天然の希少なハーフパール(半円真珠)
ダイヤモンドを4粒の天然真珠で囲んだ四葉をモチーフにしたリング。
真珠はもちろん当時の天然真珠ですが、綺麗なハーフカットにされているのが分かります。
ハーフパールとは丸い真珠を2つにカットして使われた真珠のことです。
エピソード欄にも詳しく記載いたしましたが、美しいハーフパールはアンティークジュエリーならではの醍醐味です。
ダイヤモンドはローズカットにされていて、直径が4ミリ程。
真珠もダイヤモンドもほぼ同じ大きさで、四方に直線的に伸びた端正なデザインの指輪です。
19世紀のダイヤモンドなので内包物はありますが(4番目のお写真をご覧ください)、しっかりとした輝きがあり、ローズカットは薄いものも多いですが厚みも意外なほどあります。
丸い宝石と四つ葉のセッティングの妙
優しい色合いの中にも凛とした輪郭があります。
つぶらかで丸みを帯びた真珠とダイヤモンドは、それとは対照的に端正な四つ葉のラインでセッティングされています。
優しい色合いと端正なラインのバランスが良いです。
また当時はダイヤモンドも真珠の台座はホワイトゴールドを使うことが多く、この指輪のようにすべてがローズゴールドでセッティングされているのは珍しいです。
お花がモチーフになったアンティーク指輪は少なくありませんが、キラリと他と異なる魅力が素敵です。
19世紀後期のフランス製。
指輪サイズは14号(有料でサイズ直し可。
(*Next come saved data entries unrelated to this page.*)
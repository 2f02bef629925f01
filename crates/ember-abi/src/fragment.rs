//! Contract description fragments.
//!
//! A fragment is one element of a contract description: a function,
//! event, constructor, custom error, receive, or fallback. Fragments
//! parse from the terse human-readable form
//! (`"function transfer(address to, uint256 amount) returns (bool)"`)
//! or from the normalized JSON ABI form, and format back to either.

use ember_primitives::H256;
use serde::Deserialize;
use serde_json::{json, Value};

use crate::param::{first_type_token, split_top_level};
use crate::{AbiError, ParamType};

/// Function state mutability
#[derive(Debug, Clone, Copy, PartialEq, Eq, Default)]
pub enum StateMutability {
    /// Reads nothing, writes nothing
    Pure,
    /// Reads state, writes nothing
    View,
    /// Writes state, rejects value
    #[default]
    NonPayable,
    /// Writes state, accepts value
    Payable,
}

impl StateMutability {
    fn parse(s: &str) -> Option<Self> {
        match s {
            "pure" => Some(StateMutability::Pure),
            "view" => Some(StateMutability::View),
            "nonpayable" => Some(StateMutability::NonPayable),
            "payable" => Some(StateMutability::Payable),
            _ => None,
        }
    }

    /// JSON ABI rendering
    pub fn as_str(&self) -> &'static str {
        match self {
            StateMutability::Pure => "pure",
            StateMutability::View => "view",
            StateMutability::NonPayable => "nonpayable",
            StateMutability::Payable => "payable",
        }
    }
}

/// One typed parameter of a fragment
#[derive(Debug, Clone, PartialEq, Eq)]
pub struct Param {
    /// Parameter name; empty when the description omitted it
    pub name: String,
    /// Parameter type
    pub kind: ParamType,
    /// Indexed flag (events only)
    pub indexed: bool,
}

impl Param {
    /// Create an unindexed parameter
    pub fn new(name: impl Into<String>, kind: ParamType) -> Self {
        Self { name: name.into(), kind, indexed: false }
    }
}

/// Function fragment
#[derive(Debug, Clone, PartialEq, Eq)]
pub struct FunctionFragment {
    /// Function name (case-sensitive)
    pub name: String,
    /// Input parameters
    pub inputs: Vec<Param>,
    /// Output parameters
    pub outputs: Vec<Param>,
    /// State mutability
    pub state_mutability: StateMutability,
}

/// Event fragment
#[derive(Debug, Clone, PartialEq, Eq)]
pub struct EventFragment {
    /// Event name
    pub name: String,
    /// Event parameters, each carrying an indexed flag
    pub inputs: Vec<Param>,
    /// Anonymous events emit no topic0
    pub anonymous: bool,
}

/// Constructor fragment
#[derive(Debug, Clone, PartialEq, Eq)]
pub struct ConstructorFragment {
    /// Constructor parameters
    pub inputs: Vec<Param>,
    /// Whether deployment may carry value
    pub payable: bool,
}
)
小さな写真をクリックすると大きな写真が切り替わります。
ハーフパールとは、真円真珠を半分にカットしたもの。
真珠の種類ではなく技法のひとつです。
基本的にはアンティークジュエリーでしか見つけることができない宝飾技術です。
養殖真珠が作られ始める前、真珠は現在では考えられないほど稀少な存在でした。
天然真珠があまりにも高価なものだったため、真珠を2つにカットしてジュエリーに用いられました、それがハーフパール(ハーフ真珠)です。
ブローチ等の場合、真円真珠は穴をあけて接着剤を付けて針に刺してセットしますが半円真珠の場合はそれが出来ないため、小さな爪で留めてセッティングを行います。
真珠をカットするだけでも大変な技ですが、それを留めるには更に高度な技術を要します。
最近では「アンティーク風」のものが流行しており、稀に「ハーフ真珠」と唄っている商品を見ることがありますが、アンティークジュエリーで見つかる天然真珠のハーフパールとは別ものです。
質の良いハーフ真珠がアンティークジュエリーでしか存在しないその理由は主に3つ挙げられます。
1)天然真珠を真二つにカットするということは(もちろん手作業でやります)、とても高度な技術を要します。
真珠は硬度はそれほど高い宝石ではありませんし、自然の産物である天然真珠はそもそも完全な真円ではないですからなおさら難しいです。
2)何十年、何百年と持つようなハーフパールをセットするのが、至難の業だからです。
円形の真珠であれば穴を開けて針を刺すということができます。
これも非常に難しい技術ですがハーフパールの場合はそれができないため、すべて爪で留める必要があります。
天然真珠は小ぶりのものが多いですから、その一粒ずつを全て小さなゴールドの爪でセッティングする必要があるのです。
3)アンティークジュエリーの良質なハーフカット真珠は100年経ても退色しません。
現代の養殖真珠ですと、真珠の大方は人工的な核ですから、当然半分などにしてしまえばほどなくして退色が始まってしまうでしょう。
本物のハーフ真珠は、良質な天然真珠と、当時の高度な宝飾技術の両方があってようやく出来るものなのです。